Arbitrary kernel crashes device crashes in "random" locations

It appears that my kernel is crashing at arbitrary locations in the code. My colleague suggests that we are using either too many registers or too much memory. Some of the crashes are a result of memory access. Others are not. For example:

[codebox]

//does not crash

Ap[0] = …

for(…)

if(…)

//crashes

Ap[0] = ...[/codebox]

I was stuck on this one for a while, then it just went away. I made no changes that would obviously affect this code. My first thought was to check that the memory was actually declared, which it was.

[codebox]//both crash

float tstar = cos(1);

float tstar = cosf(1);

//does not crash

float tstar = __cosf(1);[/codebox]

This one was really annoying. For some reason, executing the cos of anything at this one spot caused the kernel to crash. It only went away when I replaced it with the fast cosine.

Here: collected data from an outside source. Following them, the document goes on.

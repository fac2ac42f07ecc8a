//! ---
//! freed_section: "05-networking-external-interfaces"
//! freed_subsection: "binary"
//! freed_type: "source"
//! freed_scope: "code"
//! freed_description: "Command-line entry point for the FreeD toolkit."
//! freed_version: "v1.0.0"
//! freed_owner: "tbd"
//! ---
use std::process::ExitCode;

use anyhow::Result;
use clap::{ArgAction, CommandFactory, Parser, Subcommand, ValueEnum};
use freed_common::{init_tracing, LogFormat, LoggingConfig, VersionInfo};
use freed_logging::freed_error;
use freed_sim::SimError;
use freed_validator::ListenerError;

mod conformance;
mod replay;
mod simulate;
mod validate;

const EXIT_FAILURE: u8 = 1;
const EXIT_USAGE: u8 = 2;
const EXIT_PORT_UNAVAILABLE: u8 = 3;
const EXIT_UNKNOWN_PATTERN: u8 = 4;

#[derive(Debug, Clone, Copy, PartialEq, Eq, ValueEnum)]
enum LogFormatArg {
    Pretty,
    Json,
}

impl From<LogFormatArg> for LogFormat {
    fn from(value: LogFormatArg) -> Self {
        match value {
            LogFormatArg::Pretty => LogFormat::Pretty,
            LogFormatArg::Json => LogFormat::StructuredJson,
        }
    }
}

#[derive(Debug, Parser)]
#[command(
    name = "freed",
    author,
    disable_version_flag = true,
    about = "Validate, simulate and replay FreeD camera tracking streams",
    long_about = None
)]
struct Cli {
    #[arg(
        short = 'V',
        long = "version",
        action = ArgAction::SetTrue,
        help = "Print extended version information and exit"
    )]
    version: bool,

    /// Diagnostic log format (diagnostics are written to stderr)
    #[arg(
        long,
        value_enum,
        global = true,
        env = "FREED_LOG_FORMAT",
        default_value_t = LogFormatArg::Pretty
    )]
    log_format: LogFormatArg,

    /// Log filter directive, e.g. `debug` or `freed_sim=trace`
    #[arg(long, global = true, value_name = "DIRECTIVE")]
    log_filter: Option<String>,

    #[command(subcommand)]
    command: Option<Commands>,
}

#[derive(Debug, Subcommand)]
enum Commands {
    /// Listen for FreeD packets and report on each one
    Validate(validate::ValidateCommand),
    /// Send a synthetic camera motion pattern
    Simulate(simulate::SimulateCommand),
    /// Replay a recorded pose log at its original pace
    Replay(replay::ReplayCommand),
    /// Print statistics for a recorded pose log
    Analyze(replay::AnalyzeCommand),
    /// Run the built-in validator conformance cases
    Test(conformance::TestCommand),
}

#[tokio::main]
async fn main() -> ExitCode {
    let cli = Cli::parse();
    if cli.version {
        println!("{}", VersionInfo::current().extended());
        return ExitCode::SUCCESS;
    }
    let Some(command) = cli.command else {
        let _ = Cli::command().print_help();
        return ExitCode::from(EXIT_USAGE);
    };

    let logging = LoggingConfig {
        format: cli.log_format.into(),
        filter: cli.log_filter,
    };
    if let Err(err) = init_tracing("freed", &logging) {
        eprintln!("error: {err:#}");
        return ExitCode::from(EXIT_FAILURE);
    }

    match dispatch(command).await {
        Ok(()) => ExitCode::SUCCESS,
        Err(err) => {
            freed_error!("command failed: {:#}", err);
            eprintln!("error: {err:#}");
            ExitCode::from(exit_code_for(&err))
        }
    }
}

async fn dispatch(command: Commands) -> Result<()> {
    match command {
        Commands::Validate(cmd) => cmd.execute().await,
        Commands::Simulate(cmd) => cmd.execute().await,
        Commands::Replay(cmd) => cmd.execute().await,
        Commands::Analyze(cmd) => cmd.execute(),
        Commands::Test(cmd) => cmd.execute(),
    }
}

/// Map a failure to the process exit status.
fn exit_code_for(err: &anyhow::Error) -> u8 {
    for cause in err.chain() {
        if let Some(ListenerError::PortUnavailable { .. }) = cause.downcast_ref::<ListenerError>() {
            return EXIT_PORT_UNAVAILABLE;
        }
        if let Some(SimError::UnknownPattern(_)) = cause.downcast_ref::<SimError>() {
            return EXIT_UNKNOWN_PATTERN;
        }
    }
    EXIT_FAILURE
}

#[cfg(test)]
mod tests {
    use super::*;
    use anyhow::Context;
    use std::io;
    use std::net::SocketAddr;

    #[test]
    fn cli_definition_is_consistent() {
        Cli::command().debug_assert();
    }

    #[test]
    fn version_flag_needs_no_subcommand() {
        let cli = Cli::try_parse_from(["freed", "-V"]).unwrap();
        assert!(cli.version);
        assert!(cli.command.is_none());
    }

    #[test]
    fn global_log_format_after_subcommand() {
        let cli = Cli::try_parse_from(["freed", "test", "--log-format", "json"]).unwrap();
        assert_eq!(cli.log_format, LogFormatArg::Json);
        assert_eq!(LogFormat::from(cli.log_format), LogFormat::StructuredJson);
        assert!(matches!(cli.command, Some(Commands::Test(_))));
    }

    #[test]
    fn every_subcommand_argument_has_help() {
        let cli = Cli::command();
        for sub in cli.get_subcommands() {
            for arg in sub.get_arguments() {
                let id = arg.get_id().as_str();
                if id == "help" || arg.is_global_set() {
                    continue;
                }
                assert!(
                    arg.get_help().is_some(),
                    "{} --{} has no help text",
                    sub.get_name(),
                    id
                );
            }
        }
    }

    #[test]
    fn unknown_subcommand_is_a_usage_error() {
        let err = Cli::try_parse_from(["freed", "record"]).unwrap_err();
        assert_eq!(err.exit_code(), 2);
    }

    #[test]
    fn exit_codes_follow_the_error_kind() {
        let unknown = anyhow::Error::new(SimError::UnknownPattern("hexagon".into()));
        assert_eq!(exit_code_for(&unknown), EXIT_UNKNOWN_PATTERN);

        let addr: SocketAddr = "0.0.0.0:6000".parse().unwrap();
        let busy: Result<()> = Err(ListenerError::PortUnavailable {
            addr,
            source: io::Error::new(io::ErrorKind::AddrInUse, "in use"),
        }
        .into());
        let wrapped = busy.context("starting validator").unwrap_err();
        assert_eq!(exit_code_for(&wrapped), EXIT_PORT_UNAVAILABLE);

        assert_eq!(exit_code_for(&anyhow::anyhow!("boom")), EXIT_FAILURE);
    }
}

Earlier today it was crashing on a global memory access which of course never caused a crash before. Note that when I skipped over the line of code that was crashing (either cosine or Ap[0]) the kernel would finish properly. This means that only one of these problems exists at a given time. Any time one problem goes away, another one pops up. And yes, I am compiling with optimizations turned off.

My question is this: what factors can cause kernels to crash on correct code? The crashes happen at particular spots reliably, then they choose another particular spot to crash. This leads me to believe that it has something to do with the size of the program. I think that changing completely unrelated code causes the memory state to be different in the computer. I tested the same code on a different machine when it was crashing on cosine, but the same problem occurred.

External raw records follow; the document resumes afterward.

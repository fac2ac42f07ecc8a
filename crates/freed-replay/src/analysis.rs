//! ---
//! freed_section: "11-simulation-test-harness"
//! freed_subsection: "module"
//! freed_type: "source"
//! freed_scope: "code"
//! freed_description: "Statistical analysis of pose logs."
//! freed_version: "v1.0.0"
//! freed_owner: "tbd"
//! ---
use std::fmt;
use std::time::Duration;

use freed_common::time::achieved_rate;
use freed_common::{JitterHistogram, JitterSummary};
use serde::Serialize;

use crate::log::PoseLog;

/// Closed interval observed for one axis.
#[derive(Debug, Clone, Copy, PartialEq, Serialize)]
pub struct AxisRange {
    pub min: f64,
    pub max: f64,
}

impl AxisRange {
    fn starting_at(value: f64) -> Self {
        Self {
            min: value,
            max: value,
        }
    }

    fn include(&mut self, value: f64) {
        self.min = self.min.min(value);
        self.max = self.max.max(value);
    }
}

impl fmt::Display for AxisRange {
    fn fmt(&self, f: &mut fmt::Formatter<'_>) -> fmt::Result {
        write!(f, "{:.2} to {:.2}", self.min, self.max)
    }
}

/// Position and rotation extents over the valid records.
#[derive(Debug, Clone, Copy, PartialEq, Serialize)]
pub struct PoseRanges {
    pub x: AxisRange,
    pub y: AxisRange,
    pub z: AxisRange,
    pub pan: AxisRange,
    pub tilt: AxisRange,
    pub roll: AxisRange,
}

/// Summary statistics of a pose log.
#[derive(Debug, Clone, PartialEq, Serialize)]
pub struct LogAnalysis {
    pub duration: Duration,
    pub total: u64,
    pub valid: u64,
    pub invalid: u64,
    pub average_rate_hz: f64,
    /// Spread of inter-packet intervals, in microseconds.
    pub intervals: Option<JitterSummary>,
    pub ranges: Option<PoseRanges>,
}

/// Compute duration, counts, packet rate, interval spread and pose ranges.
pub fn analyze(log: &PoseLog) -> LogAnalysis {
    let records = log.records();
    let total = records.len() as u64;
    let valid = log.valid_records().count() as u64;
    let duration = log.duration();

    let intervals = JitterHistogram::default();
    for pair in records.windows(2) {
        let gap = (pair[1].timestamp - pair[0].timestamp)
            .to_std()
            .unwrap_or_default();
        intervals.record(gap);
    }

    let mut ranges: Option<PoseRanges> = None;
    for record in log.valid_records() {
        let pose = &record.pose;
        match &mut ranges {
            Some(existing) => {
                existing.x.include(pose.x());
                existing.y.include(pose.y());
                existing.z.include(pose.z());
                existing.pan.include(pose.pan());
                existing.tilt.include(pose.tilt());
                existing.roll.include(pose.roll());
            }
            empty => {
                *empty = Some(PoseRanges {
                    x: AxisRange::starting_at(pose.x()),
                    y: AxisRange::starting_at(pose.y()),
                    z: AxisRange::starting_at(pose.z()),
                    pan: AxisRange::starting_at(pose.pan()),
                    tilt: AxisRange::starting_at(pose.tilt()),
                    roll: AxisRange::starting_at(pose.roll()),
                })
            }
        }
    }

    LogAnalysis {
        duration,
        total,
        valid,
        invalid: total - valid,
        average_rate_hz: achieved_rate(total, duration),
        intervals: intervals.summary(),
        ranges,
    }
}

impl fmt::Display for LogAnalysis {
    fn fmt(&self, f: &mut fmt::Formatter<'_>) -> fmt::Result {
        writeln!(f, "=== FreeD Packet Analysis ===")?;
        writeln!(f)?;
        writeln!(f, "Basic Statistics:")?;
        writeln!(f, "Total Duration: {:.2} seconds", self.duration.as_secs_f64())?;
        writeln!(f, "Total Packets: {}", self.total)?;
        writeln!(f, "Valid Packets: {}", self.valid)?;
        writeln!(f, "Invalid Packets: {}", self.invalid)?;
        write!(
            f,
            "Average Packet Rate: {:.2} packets/second",
            self.average_rate_hz
        )?;
        if let Some(intervals) = &self.intervals {
            writeln!(f)?;
            write!(
                f,
                "Packet Interval: mean {:.2} ms, jitter {:.2} ms, max {:.2} ms",
                intervals.mean_us / 1_000.0,
                intervals.std_dev_us / 1_000.0,
                intervals.max_us as f64 / 1_000.0
            )?;
        }
        if let Some(ranges) = &self.ranges {
            writeln!(f)?;
            writeln!(f)?;
            writeln!(f, "Position Range (mm):")?;
            writeln!(f, "X: {}", ranges.x)?;
            writeln!(f, "Y: {}", ranges.y)?;
            writeln!(f, "Z: {}", ranges.z)?;
            writeln!(f)?;
            writeln!(f, "Rotation Range (degrees):")?;
            writeln!(f, "Pan: {}", ranges.pan)?;
            writeln!(f, "Tilt: {}", ranges.tilt)?;
            write!(f, "Roll: {}", ranges.roll)?;
        }
        Ok(())
    }
}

Side question: which memory space does statically declared memory from device code allocate from? Is typing float array[10]; in device code global or shared memory? And is this deallocated upon leaving a code block {}?

Thanks.

“Too much memory” means you’d have a failed cudaMalloc, not a random kernel crash after a successful alloc.
“Too many registers” means the kernel would fail to launch, not a random crash.

Just like on the CPU, CPU crashes tend to be accessing memory via incorrect pointers, either uninitalized, invalidated, inappropriate, or beyond some allocated bound.
A common “gotcha” is accessing host pointers from the device, which will indeed crash.

Post a small program kernel that actually crashes (not just one line) and the problem may be easy to spot.